Hace mucho tiempo, algo más de un siglo, seis mil obreros y un millar de presidiarios llevaron el agua del Pirineo a un desierto en el corazón de Lleida, un territorio salvaje entre Pons y Montoliu al que llamaban el hoyo del infierno , culminando una ambición que se remontaba a la Edad Media y que se consiguió, no solo gracias a su sacrificio, sino también a la visión de Manuel Girona, un burgés y un mecenas, un hombre decidido a construir las obras públicas que el estado despreciaba, pero que un país moderno necesitaba, como el ferrocarril de Barcelona a Zaragoza o el canal d’Urgell, uno de los grandes hitos de la ingeniería europea en el siglo XIX.

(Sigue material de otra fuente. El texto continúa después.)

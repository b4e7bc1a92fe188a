//! CLI definition and dispatch.

use clap::{Parser, Subcommand};
use std::path::PathBuf;
use std::process::ExitCode;

use crate::adapters::file_config_adapter::FileConfigAdapter;
use crate::domain::analytics::Analysis;
use crate::domain::day_counts::parse_day_counts;
use crate::domain::error::StocklensError;
use crate::ports::config_port::ConfigPort;

#[derive(Parser, Debug)]
#[command(
    name = "stocklens",
    about = "Trailing-window analytics for daily stock quotes"
)]
pub struct Cli {
    #[command(subcommand)]
    pub command: Command,
}

#[derive(Subcommand, Debug)]
pub enum Command {
    /// Load CSV quote files into the repository
    Ingest {
        #[arg(short, long)]
        config: PathBuf,
        /// Override the [data] path from config
        #[arg(long)]
        data_dir: Option<PathBuf>,
    },
    /// Compute SMA, EMA and volatility for a symbol
    Analyze {
        #[arg(short, long)]
        config: PathBuf,
        #[arg(long)]
        symbol: String,
        /// Comma-separated day-counts overriding the configured lists
        #[arg(long)]
        days: Option<String>,
        /// Restrict output to one analysis: sma, ema or volatility
        #[arg(long)]
        analysis: Option<String>,
    },
    /// List symbols available in the repository
    ListSymbols {
        #[arg(short, long)]
        config: PathBuf,
    },
    /// Show stored data range for a symbol
    Info {
        #[arg(short, long)]
        config: PathBuf,
        #[arg(long)]
        symbol: Option<String>,
    },
}

pub fn run(cli: Cli) -> ExitCode {
    match cli.command {
        Command::Ingest { config, data_dir } => run_ingest(&config, data_dir),
        Command::Analyze {
            config,
            symbol,
            days,
            analysis,
        } => run_analyze(&config, &symbol, days.as_deref(), analysis.as_deref()),
        Command::ListSymbols { config } => run_list_symbols(&config),
        Command::Info { config, symbol } => run_info(&config, symbol.as_deref()),
    }
}

pub fn load_config(path: &PathBuf) -> Result<FileConfigAdapter, ExitCode> {
    FileConfigAdapter::from_file(path).map_err(|e| {
        let err = StocklensError::ConfigParse {
            file: path.display().to_string(),
            reason: e.to_string(),
        };
        eprintln!("error: {err}");
        ExitCode::from(&err)
    })
}

/// Day-count lists per analysis, resolved from `[analysis]` config keys with
/// the standard defaults, or from a single override list applied to every
/// requested analysis.
pub fn build_analysis_plan(
    config: &dyn ConfigPort,
    days_override: Option<&str>,
    analysis_filter: Option<Analysis>,
) -> Result<Vec<(Analysis, Vec<u32>)>, StocklensError> {
    const DEFAULTS: [(Analysis, &str, &str); 3] = [
        (Analysis::Sma, "sma_days", "30,180,360"),
        (Analysis::Ema, "ema_days", "30,60,90"),
        (Analysis::Volatility, "volatility_days", "30,90"),
    ];

    let mut plan = Vec::new();
    for (analysis, key, default) in DEFAULTS {
        if analysis_filter.is_some_and(|wanted| wanted != analysis) {
            continue;
        }
        let list = match days_override {
            Some(list) => list.to_string(),
            None => config
                .get_string("analysis", key)
                .unwrap_or_else(|| default.to_string()),
        };
        plan.push((analysis, parse_day_counts(&list)?));
    }

    Ok(plan)
}

fn run_ingest(config_path: &PathBuf, data_dir: Option<PathBuf>) -> ExitCode {
    eprintln!("Loading config from {}", config_path.display());
    let adapter = match load_config(config_path) {
        Ok(a) => a,
        Err(code) => return code,
    };

    let data_path = match data_dir.or_else(|| adapter.get_string("data", "path").map(PathBuf::from))
    {
        Some(p) => p,
        None => {
            let err = StocklensError::ConfigMissing {
                section: "data".into(),
                key: "path".into(),
            };
            eprintln!("error: {err}");
            return ExitCode::from(&err);
        }
    };

    let source = crate::adapters::csv_source::CsvDirSource::new(data_path.clone());
    let files = match source.list_files() {
        Ok(f) => f,
        Err(e) => {
            eprintln!("error: {e}");
            return ExitCode::from(&e);
        }
    };

    if files.is_empty() {
        eprintln!("error: no .csv files found in {}", data_path.display());
        return ExitCode::from(4);
    }

    #[cfg(feature = "sqlite")]
    {
        use crate::adapters::sqlite_repository::SqliteRepository;
        use crate::ports::bar_repository::BarRepository;

        let repo = match SqliteRepository::from_config(&adapter) {
            Ok(r) => r,
            Err(e) => {
                eprintln!("error: {e}");
                return ExitCode::from(&e);
            }
        };

        eprintln!("Ingesting {} files from {}", files.len(), data_path.display());

        let mut loaded = 0;
        for file in &files {
            let series = match source.load_file(file) {
                Ok(s) => s,
                Err(e) => {
                    eprintln!("warning: skipping {} ({})", file.display(), e);
                    continue;
                }
            };

            if series.is_empty() {
                eprintln!("warning: skipping {} (no rows)", file.display());
                continue;
            }

            if let Err(e) = repo.replace_series(&series) {
                eprintln!("error: {e}");
                return ExitCode::from(&e);
            }
            eprintln!("  {}: {} bars", series.symbol(), series.len());
            loaded += 1;
        }

        if loaded == 0 {
            eprintln!("error: no files could be ingested");
            return ExitCode::from(4);
        }

        eprintln!("Ingested {loaded} symbols");
        ExitCode::SUCCESS
    }

    #[cfg(not(feature = "sqlite"))]
    {
        let _ = (adapter, files);
        eprintln!("error: sqlite feature is required for ingest");
        ExitCode::from(1)
    }
}

fn run_analyze(
    config_path: &PathBuf,
    symbol: &str,
    days: Option<&str>,
    analysis: Option<&str>,
) -> ExitCode {
    eprintln!("Loading config from {}", config_path.display());
    let adapter = match load_config(config_path) {
        Ok(a) => a,
        Err(code) => return code,
    };

    let analysis_filter = match analysis.map(str::parse::<Analysis>).transpose() {
        Ok(f) => f,
        Err(e) => {
            eprintln!("error: {e}");
            return ExitCode::from(2);
        }
    };

    let plan = match build_analysis_plan(&adapter, days, analysis_filter) {
        Ok(p) => p,
        Err(e) => {
            eprintln!("error: {e}");
            return ExitCode::from(&e);
        }
    };

    #[cfg(feature = "sqlite")]
    {
        use crate::adapters::console_report::ConsoleReportAdapter;
        use crate::adapters::sqlite_repository::SqliteRepository;
        use crate::domain::report::{AnalysisReport, ReportSection};
        use crate::ports::bar_repository::BarRepository;
        use crate::ports::report_port::ReportPort;

        let repo = match SqliteRepository::from_config(&adapter) {
            Ok(r) => r,
            Err(e) => {
                eprintln!("error: {e}");
                return ExitCode::from(&e);
            }
        };

        let series = match repo.get_series(symbol) {
            Ok(s) => s,
            Err(e) => {
                eprintln!("error: {e}");
                return ExitCode::from(&e);
            }
        };

        // latest_date is always present: get_series never returns an empty series.
        let latest = series
            .latest_date()
            .map(|d| d.to_string())
            .unwrap_or_else(|| "-".into());
        eprintln!(
            "Analyzing {} ({} bars through {})",
            series.symbol(),
            series.len(),
            latest
        );

        let sections = plan
            .iter()
            .map(|(analysis, day_counts)| ReportSection::compute(*analysis, &series, day_counts))
            .collect();
        let report = AnalysisReport {
            symbol: series.symbol().to_string(),
            sections,
        };

        match ConsoleReportAdapter.write(&report) {
            Ok(()) => ExitCode::SUCCESS,
            Err(e) => {
                eprintln!("error: {e}");
                ExitCode::from(&e)
            }
        }
    }

    #[cfg(not(feature = "sqlite"))]
    {
        let _ = (plan, symbol);
        eprintln!("error: sqlite feature is required for analyze");
        ExitCode::from(1)
    }
}

fn run_list_symbols(config_path: &PathBuf) -> ExitCode {
    let adapter = match load_config(config_path) {
        Ok(a) => a,
        Err(code) => return code,
    };

    #[cfg(feature = "sqlite")]
    {
        use crate::adapters::sqlite_repository::SqliteRepository;
        use crate::ports::bar_repository::BarRepository;

        let repo = match SqliteRepository::from_config(&adapter) {
            Ok(r) => r,
            Err(e) => {
                eprintln!("error: {e}");
                return ExitCode::from(&e);
            }
        };

        match repo.list_symbols() {
            Ok(symbols) => {
                for symbol in symbols {
                    println!("{symbol}");
                }
                ExitCode::SUCCESS
            }
            Err(e) => {
                eprintln!("error: {e}");
                ExitCode::from(&e)
            }
        }
    }

    #[cfg(not(feature = "sqlite"))]
    {
        let _ = adapter;
        eprintln!("error: sqlite feature is required for list-symbols");
        ExitCode::from(1)
    }
}

fn run_info(config_path: &PathBuf, symbol: Option<&str>) -> ExitCode {
    let adapter = match load_config(config_path) {
        Ok(a) => a,
        Err(code) => return code,
    };

    #[cfg(feature = "sqlite")]
    {
        use crate::adapters::sqlite_repository::SqliteRepository;
        use crate::ports::bar_repository::BarRepository;

        let repo = match SqliteRepository::from_config(&adapter) {
            Ok(r) => r,
            Err(e) => {
                eprintln!("error: {e}");
                return ExitCode::from(&e);
            }
        };

        let symbols = match symbol {
            Some(s) => vec![s.to_string()],
            None => match repo.list_symbols() {
                Ok(symbols) => symbols,
                Err(e) => {
                    eprintln!("error: {e}");
                    return ExitCode::from(&e);
                }
            },
        };

        for symbol in &symbols {
            match repo.data_range(symbol) {
                Ok(Some((first, last, count))) => {
                    println!("{symbol}: {count} bars, {first} to {last}");
                }
                Ok(None) => {
                    println!("{symbol}: no data");
                }
                Err(e) => {
                    eprintln!("error: {e}");
                    return ExitCode::from(&e);
                }
            }
        }
        ExitCode::SUCCESS
    }

    #[cfg(not(feature = "sqlite"))]
    {
        let _ = (adapter, symbol);
        eprintln!("error: sqlite feature is required for info");
        ExitCode::from(1)
    }
}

Esta empresa, la construcción de un canal de 144 kilómetros, que se culminó en 1861, es memorable porque superó numerosos obstáculos, ninguno más imponente que la sierra de Montclar. A pico y pala, con mulas y pólvora, se abrió un túnel de cinco kilómetros para que pasara el agua y que durante casi un siglo fue el más largo de Europa. No se sabe cuántos obreros y cuántos presos murieron por las explosiones y los desprendimientos, lo que sí se sabe es que el canal fue un fracaso. El agua fue una maldición para aquellas tierras secas que durante décadas perdieron población y no se recuperaron del todo hasta bien entrado el siglo XX.
La novela nos plantea si vale la pena esforzarnos por un futuro que no veremos
Vicenç Villatoro conoció esta epopeya hace poco más de cuatro años. Se la contó Carlos Tejedor, pilar de la asociación Amics del Bisbe Deig, dedicada a fomentar las buenas ideas en el Pla d’Urgell, y la hizo suya cuando descubrió que los protagonistas, al ver terminada su gran obra, debieron preguntarse si todo aquel esfuerzo no había sido en vano. Demasiado tarde cayeron en la cuenta de que no sabían regar con un agua que no solo bajaba salobre, sino que, además, propagaba el paludismo.
Vicenç Villatoro ha reunido esta historia en una novela que edita Proa y se titula Urgell. La febre d’aigua . El viernes por la tarde la presentó en L’Amistat de Mollerussa, un teatro lleno con los herederos de un canal que les ha dado la vida y la identidad. Sus antepasados lo construyeron pensando que el agua acabaría con el hambre y que sin hambre no habría guerras. Esta utopía, la esperanza de que el progreso traería la paz, solo se cumplió a medias porque las guerras y los conflictos, las rivalidades entre carlistas y liberales, no desparecieron. “Pero en la historia –como destacó Villatoro–, nada está escrito y todo es posible”. Basta con mantener “la voluntad de seguir adelante”.
El autor, que trazó un paralelismo entre el procés y el fracaso inicial del canal, asegura que no ha escrito “una novela depresiva, sino esperanzadora”. El protagonista, un antepasado del propio Villatoro, no vive para ver culminado el canal. De hecho, ninguno de los ingenieros, inversores, capataces, obreros, presos, militares, prostitutas y demás fauna humana que lo hizo posible vivió lo suficiente para saber que su esfuerzo había valido la pena.
Villatoro les demuestra que sí y lo hace con una prosa realista, con algunos capítulos próximos a la crónica periodística, en una novela que, por encima de todo, incluso de la luz romántica que ilumina alguna de sus páginas, es un compromiso social con las personas que trabajan para un futuro que no verán.
“Este libro –como dijo Villatoro en Mollerussa– es un llamamiento a la responsabilidad individual”, a la certeza de que los fracasos nunca frenan a la razón.